Multidrug-resistant bacteria present a major threat to public health that urgently requires new drugs or treatment approaches. Here, we conduct integrated proteomic and metabolomics analyses to screen for molecular candidates improving survival of mice infected with Vibrio parahaemolyticus, which indicate that L-Alanine metabolism and phagocytosis are strongly correlated with mouse survival. We also assess the role of L-Alanine in improving mouse survival by in vivo bacterial challenge experiments using various bacteria species, including V. parahaemolyticus, Escherichia coli, Pseudomonas aeruginosa, and Klebsiella pneumoniae.

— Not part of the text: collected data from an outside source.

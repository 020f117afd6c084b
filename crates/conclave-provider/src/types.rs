use serde::{Deserialize, Serialize};

/// One block of a message's content: plain text, a model-issued tool call,
/// or the result fed back for a prior tool call.
#[derive(Debug, Clone, Serialize, Deserialize, PartialEq)]
#[serde(tag = "type", rename_all = "snake_case")]
pub enum ContentBlock {
    Text {
        text: String,
    },
    ToolUse {
        id: String,
        name: String,
        input: serde_json::Value,
    },
    ToolResult {
        tool_use_id: String,
        content: String,
        is_error: bool,
    },
}

#[derive(Debug, Clone, Serialize, Deserialize)]
pub struct LlmMessage {
    pub role: String,
    pub content: Vec<ContentBlock>,
}

impl LlmMessage {
    pub fn user(text: impl Into<String>) -> Self {
        Self {
            role: "user".into(),
            content: vec![ContentBlock::Text { text: text.into() }],
        }
    }

    pub fn assistant(text: impl Into<String>) -> Self {
        Self {
            role: "assistant".into(),
            content: vec![ContentBlock::Text { text: text.into() }],
        }
    }

    /// Concatenate every text block; non-text blocks contribute nothing.
    pub fn text(&self) -> String {
        self.content
            .iter()
            .filter_map(|b| match b {
                ContentBlock::Text { text } => Some(text.as_str()),
                _ => None,
            })
            .collect::<Vec<_>>()
            .join("\n")
    }
}

#[derive(Debug, Clone, Serialize, Deserialize)]
pub struct ToolSchema {
    pub name: String,
    pub description: String,
    pub input_schema: serde_json::Value,
}

/// How strongly the model is steered towards using a tool. `Auto` lets the
/// model decide; `Required` forces some tool call; `Named` forces the one
/// named tool — used for the final `team_up` discovery attempt so it can't
/// come back with plain text.
#[derive(Debug, Clone, PartialEq, Eq, Serialize, Deserialize)]
pub enum ToolChoice {
    Auto,
    Required,
    Named(String),
}

#[derive(Debug, Clone, Serialize, Deserialize, Default)]
pub struct LlmRequest {
    pub model: String,
    pub system: Option<String>,
    pub messages: Vec<LlmMessage>,
    #[serde(default = "default_max_tokens")]
    pub max_tokens: u32,
    #[serde(default)]
    pub tools: Vec<ToolSchema>,
    #[serde(default)]
    pub tool_choice: Option<ToolChoice>,
}

fn default_max_tokens() -> u32 {
    2048
}

impl LlmRequest {
    /// Single plain-text user turn, no tools.
    pub fn simple(model: String, system: Option<String>, user: String) -> Self {
        Self {
            model,
            system,
            messages: vec![LlmMessage::user(user)],
            max_tokens: default_max_tokens(),
            tools: vec![],
            tool_choice: None,
        }
    }
}

#[derive(Debug, Clone, Serialize, Deserialize)]
pub struct LlmResponse {
    pub text: String,
    pub content: Vec<ContentBlock>,
    pub input_tokens: Option<u32>,
    pub output_tokens: Option<u32>,
    pub stop_reason: Option<String>,
}

impl LlmResponse {
    /// Every `ToolUse` block issued by the model, in order.
    pub fn tool_calls(&self) -> Vec<&ContentBlock> {
        self.content
            .iter()
            .filter(|b| matches!(b, ContentBlock::ToolUse { .. }))
            .collect()
    }
}

/// One increment of a streamed response.
#[derive(Debug, Clone, Serialize, Deserialize)]
pub struct StreamChunk {
    pub delta: String,
    pub is_final: bool,
    pub input_tokens: Option<u32>,
    pub output_tokens: Option<u32>,
    pub stop_reason: Option<String>,
    #[serde(default)]
    pub content_blocks: Vec<ContentBlock>,
}
//! Read-only view of the host's catalog model
//!
//! The host owns catalogs, resources and representations; the writer only
//! needs their ids, their optional JSON property bags and the sample
//! period each representation is produced at.

use serde_json::Value;
use std::collections::BTreeMap;
use std::sync::Arc;
use std::time::Duration;

/// A catalog: slash-delimited id plus optional property bag
#[derive(Debug, Clone, PartialEq)]
pub struct Catalog {
    /// Path-like id such as `/SAMPLE/LOCAL`
    pub id: String,
    /// Free-form metadata persisted as the `properties` attribute
    pub properties: Option<Value>,
}

impl Catalog {
    /// Catalog without properties
    pub fn new(id: impl Into<String>) -> Self {
        Self {
            id: id.into(),
            properties: None,
        }
    }

    /// Attach a property bag
    #[must_use]
    pub fn with_properties(mut self, properties: Value) -> Self {
        self.properties = Some(properties);
        self
    }
}

/// A resource within a catalog
#[derive(Debug, Clone, PartialEq)]
pub struct Resource {
    /// Id unique within the catalog
    pub id: String,
    /// Free-form metadata persisted as the `properties` attribute
    pub properties: Option<Value>,
}

impl Resource {
    /// Resource without properties
    pub fn new(id: impl Into<String>) -> Self {
        Self {
            id: id.into(),
            properties: None,
        }
    }

    /// Attach a property bag
    #[must_use]
    pub fn with_properties(mut self, properties: Value) -> Self {
        self.properties = Some(properties);
        self
    }
}

/// One way a resource is sampled
#[derive(Debug, Clone, PartialEq, Eq)]
pub struct Representation {
    /// Representation id, e.g. `1_s`
    pub id: String,
    /// Time between two samples
    pub sample_period: Duration,
}

impl Representation {
    /// Create a representation
    pub fn new(id: impl Into<String>, sample_period: Duration) -> Self {
        Self {
            id: id.into(),
            sample_period,
        }
    }
}

/// Identifies one logical time series
///
/// Catalog and resource are shared so that many items of the same
/// resource stay cheap to clone.
#[derive(Debug, Clone, PartialEq)]
pub struct CatalogItem {
    /// Owning catalog
    pub catalog: Arc<Catalog>,
    /// Owning resource
    pub resource: Arc<Resource>,
    /// Representation persisted by this item
    pub representation: Representation,
    /// Disambiguates representations sharing an id (e.g. a resampling window)
    pub parameters: Option<BTreeMap<String, String>>,
}

impl CatalogItem {
    /// Item without parameters
    pub fn new(
        catalog: Arc<Catalog>,
        resource: Arc<Resource>,
        representation: Representation,
    ) -> Self {
        Self {
            catalog,
            resource,
            representation,
            parameters: None,
        }
    }

    /// Attach representation parameters
    #[must_use]
    pub fn with_parameters(mut self, parameters: BTreeMap<String, String>) -> Self {
        self.parameters = Some(parameters);
        self
    }

    /// Human-readable `catalog/resource/representation` path for logs and errors
    pub fn path(&self) -> String {
        format!(
            "{}/{}/{}",
            self.catalog.id.trim_end_matches('/'),
            self.resource.id,
            crate::naming::dataset_name(&self.representation.id, self.parameters.as_ref())
        )
    }
}

/// A block of samples destined for one catalog item
#[derive(Debug, Clone, PartialEq)]
pub struct WriteRequest {
    /// Target time series
    pub item: CatalogItem,
    /// Samples starting at the write offset
    pub samples: Vec<f64>,
}

impl WriteRequest {
    /// Create a request
    pub fn new(item: CatalogItem, samples: Vec<f64>) -> Self {
        Self { item, samples }
    }
}
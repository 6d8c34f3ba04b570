//! One container file covering one period
//!
//! A [`FileSession`] goes `Idle -> Open -> Closed` exactly once. Storage work
//! runs on tokio's blocking pool: the open file is moved into the blocking
//! task for the duration of an operation and moved back when it completes.

use std::path::{Path, PathBuf};
use std::sync::Arc;
use std::time::Duration;

use chrono::{DateTime, Utc};
use tracing::{debug, info, warn};

use crate::backend::{ContainerBackend, ContainerFile, TesseraBackend};
use crate::cancel::CancellationToken;
use crate::catalog::{CatalogItem, WriteRequest};
use crate::config::WriterConfig;
use crate::dispatch::{DispatchSummary, Dispatcher};
use crate::error::{Result, WriterError};
use crate::namespace::{DatasetIndex, NamespaceTree};
use crate::naming;

/// Period covered by a session
#[derive(Debug, Clone, Copy, PartialEq, Eq)]
pub struct Period {
    /// First instant covered
    pub begin: DateTime<Utc>,
    /// Length of the file period
    pub length: Duration,
    /// Time between two samples
    pub sample_period: Duration,
}

struct OpenFile<F: ContainerFile> {
    file: F,
    index: DatasetIndex<F::Node>,
}

enum SessionState<F: ContainerFile> {
    Idle,
    Open(OpenFile<F>),
    Closed,
}

impl<F: ContainerFile> SessionState<F> {
    fn name(&self) -> &'static str {
        match self {
            Self::Idle => "idle",
            Self::Open(_) => "open",
            Self::Closed => "closed",
        }
    }
}

/// A container file being written for one period
pub struct FileSession<B: ContainerBackend = TesseraBackend> {
    backend: Arc<B>,
    config: Arc<WriterConfig>,
    path: PathBuf,
    period: Period,
    total_length: u64,
    state: SessionState<B::File>,
}

impl<B: ContainerBackend> std::fmt::Debug for FileSession<B> {
    fn fmt(&self, f: &mut std::fmt::Formatter<'_>) -> std::fmt::Result {
        f.debug_struct("FileSession")
            .field("path", &self.path)
            .field("period", &self.period)
            .field("total_length", &self.total_length)
            .field("state", &self.state.name())
            .finish_non_exhaustive()
    }
}

impl<B: ContainerBackend> FileSession<B> {
    /// Idle session for `period`; nothing is created until [`open`](Self::open)
    pub fn new(backend: Arc<B>, config: Arc<WriterConfig>, period: Period) -> Self {
        let path = config.output_dir.join(naming::file_name(
            period.begin,
            period.sample_period,
            &config.file_extension,
        ));
        Self {
            backend,
            config,
            path,
            period,
            total_length: 0,
            state: SessionState::Idle,
        }
    }

    /// Target file path
    pub fn path(&self) -> &Path {
        &self.path
    }

    /// Period covered by the file
    pub fn period(&self) -> Period {
        self.period
    }

    /// Samples per dataset; 0 until opened
    pub fn total_length(&self) -> u64 {
        self.total_length
    }

    /// Whether the file is open for writing
    pub fn is_open(&self) -> bool {
        matches!(self.state, SessionState::Open(_))
    }

    /// Whether the session has ended
    pub fn is_closed(&self) -> bool {
        matches!(self.state, SessionState::Closed)
    }

    /// Create the file and its complete group/dataset tree for `items`
    ///
    /// # Errors
    ///
    /// - `AlreadyOpened` if the session was opened before
    /// - `FileExists` if the target file exists; nothing is touched then
    /// - geometry, naming and serialization errors from the namespace
    /// - `Canceled` if `cancel` fires before or during the commit
    ///
    /// Any error other than `AlreadyOpened` leaves the session `Closed`. A
    /// file created before the failure is released and removed, so the same
    /// period can be opened again.
    pub async fn open(&mut self, items: &[CatalogItem], cancel: &CancellationToken) -> Result<()> {
        if !matches!(self.state, SessionState::Idle) {
            return Err(WriterError::AlreadyOpened);
        }
        self.state = SessionState::Closed;

        self.config.validate()?;
        let tree = NamespaceTree::build(
            self.period.begin,
            self.period.length,
            self.period.sample_period,
            items,
            &self.config.planner(),
        )?;
        self.total_length = tree.total_length;

        if tokio::fs::try_exists(&self.path).await? {
            return Err(WriterError::FileExists(self.path.clone()));
        }
        cancel.check()?;

        let backend = Arc::clone(&self.backend);
        let path = self.path.clone();
        let output_dir = self.config.output_dir.clone();
        let pipeline = self.config.pipeline();
        let cancel = cancel.clone();

        let open = tokio::task::spawn_blocking(move || -> Result<OpenFile<B::File>> {
            std::fs::create_dir_all(&output_dir)?;
            let mut file = backend.create(&path)?;

            let committed = tree
                .commit(&mut file, pipeline)
                .and_then(|index| cancel.check().map(|()| index));
            match committed {
                Ok(index) => {
                    info!(
                        path = %path.display(),
                        catalogs = tree.catalogs.len(),
                        datasets = index.len(),
                        total_length = tree.total_length,
                        "opened period file"
                    );
                    Ok(OpenFile { file, index })
                }
                Err(e) => {
                    if let Err(finalize) = file.finalize() {
                        debug!(path = %path.display(), error = %finalize, "failed to finalize aborted file");
                    }
                    match std::fs::remove_file(&path) {
                        Ok(()) => debug!(path = %path.display(), error = %e, "removed aborted file"),
                        Err(remove) => {
                            warn!(path = %path.display(), error = %remove, "failed to remove aborted file");
                        }
                    }
                    Err(e)
                }
            }
        })
        .await??;

        self.state = SessionState::Open(open);
        Ok(())
    }

    /// Write every request at `file_offset` from the period begin
    ///
    /// `progress` receives the fraction of requests written after each
    /// catalog group. The session stays open when a request fails; writes
    /// completed before the failure are kept.
    pub async fn write<P>(
        &mut self,
        file_offset: Duration,
        requests: Vec<WriteRequest>,
        progress: P,
        cancel: &CancellationToken,
    ) -> Result<DispatchSummary>
    where
        P: FnMut(f64) + Send + 'static,
    {
        if !self.is_open() {
            return Err(WriterError::NotOpen);
        }
        let SessionState::Open(mut open) = std::mem::replace(&mut self.state, SessionState::Closed)
        else {
            return Err(WriterError::NotOpen);
        };

        let sample_period = self.period.sample_period;
        let cancel = cancel.clone();
        let (open, result) = tokio::task::spawn_blocking(move || {
            let result = Dispatcher::new(&mut open.file, &open.index, sample_period).write(
                file_offset,
                &requests,
                progress,
                &cancel,
            );
            (open, result)
        })
        .await?;

        self.state = SessionState::Open(open);
        if let Err(e) = &result {
            debug!(path = %self.path.display(), error = %e, "write failed");
        }
        result
    }

    /// Flush and finalize the file
    ///
    /// A session that never opened just ends; closing twice is a no-op.
    pub async fn close(&mut self) -> Result<()> {
        let SessionState::Open(open) = std::mem::replace(&mut self.state, SessionState::Closed)
        else {
            return Ok(());
        };

        let path = self.path.clone();
        tokio::task::spawn_blocking(move || {
            open.file.finalize()?;
            info!(path = %path.display(), "closed period file");
            Ok(())
        })
        .await?
    }
}

impl<B: ContainerBackend> Drop for FileSession<B> {
    fn drop(&mut self) {
        if let SessionState::Open(open) = std::mem::replace(&mut self.state, SessionState::Closed) {
            if let Err(e) = open.file.finalize() {
                warn!(path = %self.path.display(), error = %e, "failed to finalize file session on drop");
            }
        }
    }
}
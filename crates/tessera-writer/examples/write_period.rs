//! Write one hour of synthetic 1 Hz data in one-minute blocks
//!
//! Run with `RUST_LOG=tessera_writer=debug` to see every dispatched block.

use std::sync::Arc;
use std::time::Duration;

use chrono::{DurationRound, TimeDelta, Utc};
use serde_json::json;
use tessera_format::ContainerReader;
use tessera_writer::{
    CancellationToken, Catalog, CatalogItem, DataWriter, Representation, Resource, WriteRequest,
    WriterConfig,
};
use tracing_subscriber::EnvFilter;

#[tokio::main]
async fn main() -> Result<(), Box<dyn std::error::Error>> {
    // Initialize tracing
    tracing_subscriber::fmt()
        .with_env_filter(EnvFilter::from_default_env())
        .init();

    println!("=== Tessera Period Writer Example ===\n");

    let output_dir = std::env::temp_dir().join("tessera-example");
    let writer = DataWriter::new(WriterConfig::new(&output_dir))?;

    let catalog = Arc::new(Catalog::new("/SAMPLE/LOCAL").with_properties(json!({
        "description": "synthetic weather station",
    })));
    let sample_period = Duration::from_secs(1);
    let items: Vec<CatalogItem> = ["T1", "P1"]
        .into_iter()
        .map(|id| {
            CatalogItem::new(
                Arc::clone(&catalog),
                Arc::new(Resource::new(id)),
                Representation::new("1_s", sample_period),
            )
        })
        .collect();

    let begin = Utc::now().duration_trunc(TimeDelta::hours(1))?;
    let cancel = CancellationToken::new();
    let mut session = writer
        .open(begin, Duration::from_secs(3_600), sample_period, &items, &cancel)
        .await?;
    println!("1. Opened {}", session.path().display());

    for minute in 0..60u64 {
        let requests = items
            .iter()
            .enumerate()
            .map(|(i, item)| {
                let samples = (0..60)
                    .map(|s| ((minute * 60 + s) as f64 / 600.0).sin() + i as f64 * 10.0)
                    .collect();
                WriteRequest::new(item.clone(), samples)
            })
            .collect();
        session
            .write(Duration::from_secs(minute * 60), requests, |_| {}, &cancel)
            .await?;
    }
    println!("2. Wrote 60 blocks of 60 samples per series");

    session.close().await?;
    println!("3. Closed file");

    let mut reader = ContainerReader::open(session.path())?;
    let dataset = reader.lookup("/SAMPLE_LOCAL/T1/dataset_1_s")?;
    let head = reader.read_range(dataset, 0, 5)?;
    println!("\n4. First samples of T1: {head:?}");

    Ok(())
}
//! Host-facing entry point producing one file session per period

use std::path::PathBuf;
use std::sync::Arc;
use std::time::Duration;

use chrono::{DateTime, Utc};
use tracing::debug;

use crate::backend::{ContainerBackend, TesseraBackend};
use crate::cancel::CancellationToken;
use crate::catalog::CatalogItem;
use crate::config::WriterConfig;
use crate::error::Result;
use crate::naming;
use crate::session::{FileSession, Period};

/// Writes sequential period files with a shared configuration and backend
#[derive(Debug, Clone)]
pub struct DataWriter<B: ContainerBackend = TesseraBackend> {
    config: Arc<WriterConfig>,
    backend: Arc<B>,
}

impl DataWriter<TesseraBackend> {
    /// Writer producing Tessera container files
    pub fn new(config: WriterConfig) -> Result<Self> {
        let backend = TesseraBackend::new(config.container_options());
        Self::with_backend(config, backend)
    }
}

impl<B: ContainerBackend> DataWriter<B> {
    /// Writer over a custom backend
    pub fn with_backend(config: WriterConfig, backend: B) -> Result<Self> {
        config.validate()?;
        Ok(Self {
            config: Arc::new(config),
            backend: Arc::new(backend),
        })
    }

    /// Active configuration
    pub fn config(&self) -> &WriterConfig {
        &self.config
    }

    /// Path of the file for the period starting at `begin`
    pub fn file_path(&self, begin: DateTime<Utc>, sample_period: Duration) -> PathBuf {
        self.config.output_dir.join(naming::file_name(
            begin,
            sample_period,
            &self.config.file_extension,
        ))
    }

    /// Open the file for the period `[begin, begin + period)` holding `items`
    pub async fn open(
        &self,
        begin: DateTime<Utc>,
        period: Duration,
        sample_period: Duration,
        items: &[CatalogItem],
        cancel: &CancellationToken,
    ) -> Result<FileSession<B>> {
        debug!(%begin, ?period, ?sample_period, items = items.len(), "opening period");
        let mut session = FileSession::new(
            Arc::clone(&self.backend),
            Arc::clone(&self.config),
            Period {
                begin,
                length: period,
                sample_period,
            },
        );
        session.open(items, cancel).await?;
        Ok(session)
    }
}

Functional studies demonstrate that exogenous L-Alanine promotes phagocytosis of these multidrug-resistant pathogen species. We reveal that the underlying mechanism involves two events boosted by L-Alanine: TLR4 expression and L-Alanine-enhanced TLR4 signaling via increased biosynthesis and secretion of fatty acids, including palmitate. Palmitate enhances binding of lipopolysaccharide to TLR4, thereby promoting TLR4 dimer formation and endocytosis for subsequent activation of the PI3K/Akt and NF-kappa B pathways and bacteria phagocytosis. Our data suggest that modulation of the metabolic environment is a plausible approach for combating multidrug-resistant bacteria infection.

Automated summary

Multidrug-resistant bacteria pose a significant threat to public health. Through proteomic and metabolomic analyses, the study identified a correlation between L-Alanine metabolism and phagocytosis with mouse survival in Vibrio parahaemolyticus infection. Experimental validation showed that exogenous L-Alanine promoted phagocytosis of multidrug-resistant pathogens, revealing the underlying mechanism.